I’m nostalgic about all this stuff tonight because of a very casual comment my wife made that I’m still trying to wrap my mind around. “Next week is Ella’s birthday party.”  She’ll be five.

Every year I lament the fact that my kids are getting older, and Ella’s birthday is twice as hard to swallow because it falls on – of all days – Independence Day which always causes me to go into a diatribe in my head about just what it means for my kids to grow up and eventually leave…

Tonight though, I pushed these serious thoughts out of my head and just wanted to enjoy them the way they are.  We set out for the local schoolyard playground, where we would have a pirate adventure on Grandma’s Island searching for buried homemade cookie treasure (nothing like this amazing pirate adventure, but we still had a good time).

Both kids are old enough now to ride a bike of somesort.  Ella chose to ride a Barbie Big Wheel, she has yet to touch the Barbie bike we bought her for her third birthday, but I’m cool with that.  Pax jumped on his little tricycle and I said to Erica as we headed out the door that I’d probably end up carrying it on the way back.  “You’ll probably end up carrying him and  the bike.” she said, but off we went for the short walk to Adventureland.

Hey, I’m on Instagram now!

After playing till the sun started to fall behind the clouds, but not so late that dusk had come, we began the trek home.  Pax did amazingly well and only asked to hold my hand a few times while he pedaled and steered, moving at a snails pace at times, but refusing to give up which made me proud that he stuck it out.

Ella is more advanced, and raced ahead.  With her hearing loss it makes it difficult to communicate to her when to stop and my heart skips a beat or two every time she wheels close to the curb cuts in our suburban neighborhood.  We have developed a system that after much repetition has finally started to pay off.  She can race ahead to the next driveway where she has to stop and wait for daddy and Pax to catch up before I give her the green light to move on again.

After observing her for a couple of blocks, pedaling her heart out until suddenly spotting a path of cement leading to the road and slamming her feet down on the sidewalk to stop herself, I realized something.  The next time we caught up to her I had to let her know what I was thinking.

“Hey Ella, when you stop at the driveway you are keeping your promise and that makes me trust you.”

This filtered through her mind in light of a book we have been reading about breaking your promises by Joy Berry, and a few weeks ago I had to take a plastic cup away from her because she was playing in the water with it, even after promising not to do that very thing.  Now I could see her mind was moving.  “You do?”

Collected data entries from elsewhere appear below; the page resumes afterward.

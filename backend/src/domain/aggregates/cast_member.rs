use crate::domain::base::{now, AggregateRoot, DomainError, DomainResult, Entity};
use crate::domain::validation::{check_text_field, Notification, ValidationError};
use crate::domain::value_objects::{CastMemberId, CastMemberType};
use chrono::{DateTime, Utc};

pub const NAME_MIN_LENGTH: usize = 3;
pub const NAME_MAX_LENGTH: usize = 255;

/// A person credited in videos. Deletion is always a hard delete.
#[derive(Debug, Clone, PartialEq)]
pub struct CastMember {
    id: CastMemberId,
    name: Option<String>,
    member_type: Option<CastMemberType>,
    created_at: DateTime<Utc>,
    updated_at: DateTime<Utc>,
}

impl CastMember {
    pub fn new_member(
        name: Option<String>,
        member_type: Option<CastMemberType>,
    ) -> DomainResult<Self> {
        let now = now();
        let member = CastMember {
            id: CastMemberId::unique(),
            name,
            member_type,
            created_at: now,
            updated_at: now,
        };
        member.self_validate("Failed to create a Aggregate CastMember")?;
        Ok(member)
    }

    pub fn with(
        id: CastMemberId,
        name: Option<String>,
        member_type: Option<CastMemberType>,
        created_at: DateTime<Utc>,
        updated_at: DateTime<Utc>,
    ) -> Self {
        CastMember {
            id,
            name,
            member_type,
            created_at,
            updated_at,
        }
    }

    pub fn update(
        &mut self,
        name: Option<String>,
        member_type: Option<CastMemberType>,
    ) -> DomainResult<&mut Self> {
        self.name = name;
        self.member_type = member_type;
        self.updated_at = now();
        self.self_validate("Failed to update a Aggregate CastMember")?;
        Ok(self)
    }

    pub fn name(&self) -> Option<&str> {
        self.name.as_deref()
    }

    pub fn member_type(&self) -> Option<CastMemberType> {
        self.member_type
    }

    pub fn created_at(&self) -> DateTime<Utc> {
        self.created_at
    }

    pub fn updated_at(&self) -> DateTime<Utc> {
        self.updated_at
    }

    fn self_validate(&self, message: &str) -> DomainResult<()> {
        let mut notification = Notification::new();
        self.validate(&mut notification);
        if notification.has_error() {
            return Err(DomainError::validation(message, notification));
        }
        Ok(())
    }
}

impl Entity for CastMember {
    type Id = CastMemberId;

    fn id(&self) -> &Self::Id {
        &self.id
    }
}

impl AggregateRoot for CastMember {
    fn validate(&self, handler: &mut Notification) {
        check_text_field(
            "name",
            self.name(),
            NAME_MIN_LENGTH,
            NAME_MAX_LENGTH,
            handler,
        );
        if self.member_type.is_none() {
            handler.append(ValidationError::new("'type' should not be null"));
        }
    }
}

#[cfg(test)]
mod tests {
    use super::*;
    use std::thread::sleep;
    use std::time::Duration;

    #[test]
    fn test_new_member() {
        let member =
            CastMember::new_member(Some("Vin Diesel".to_string()), Some(CastMemberType::Actor))
                .unwrap();

        assert_eq!(member.name(), Some("Vin Diesel"));
        assert_eq!(member.member_type(), Some(CastMemberType::Actor));
        assert_eq!(member.created_at(), member.updated_at());
    }

    #[test]
    fn test_new_member_reports_every_error() {
        let error = CastMember::new_member(None, None).unwrap_err();

        let messages: Vec<&str> = error.errors().iter().map(|e| e.message()).collect();
        assert_eq!(
            messages,
            vec!["'name' should not be null", "'type' should not be null"]
        );
    }

    #[test]
    fn test_new_member_with_short_name_fails() {
        let error =
            CastMember::new_member(Some("Vi".to_string()), Some(CastMemberType::Director))
                .unwrap_err();
        assert_eq!(
            error.first_error().unwrap().message(),
            "'name' must be between 3 and 255 characters"
        );
    }

    #[test]
    fn test_update_member() {
        let mut member =
            CastMember::new_member(Some("vind".to_string()), Some(CastMemberType::Director))
                .unwrap();
        let id = member.id().clone();
        sleep(Duration::from_millis(1));

        member
            .update(Some("Vin Diesel".to_string()), Some(CastMemberType::Actor))
            .unwrap();

        assert_eq!(member.id(), &id);
        assert_eq!(member.name(), Some("Vin Diesel"));
        assert_eq!(member.member_type(), Some(CastMemberType::Actor));
        assert!(member.updated_at() > member.created_at());
    }

    #[test]
    fn test_update_with_missing_type_fails() {
        let mut member =
            CastMember::new_member(Some("Vin Diesel".to_string()), Some(CastMemberType::Actor))
                .unwrap();

        let error = member.update(Some("Vin Diesel".to_string()), None).unwrap_err();
        assert_eq!(
            error.first_error().unwrap().message(),
            "'type' should not be null"
        );
    }
}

It was one of those little moments that came and went, but somehow helped me make peace with the fact that next week she will have aged an entire year in one day, which is what it feels like to me.  I saw just how trustworthy she was, how even in this simple thing she tried so hard to do the right thing.

I also watched her as she pedaled past two ruts filled with gravel that didn’t seem to fit the bill, and how as we got closer to home she stopped less and less, but I also saw her hesitate a few times at the junction between the sidewalk and a path leading to the front door, evaluating it briefly to determine if it was “driveway status” or if she could move on.  She also dutifully stopped at the second driveway, even if it was only a foot away from the previous one.  So I easily overlooked the few infractions she had made otherwise.  I knew in that moment that she was becoming a girl who I trusted, and who I will continue to teach and trust more every year until she is finally on her own.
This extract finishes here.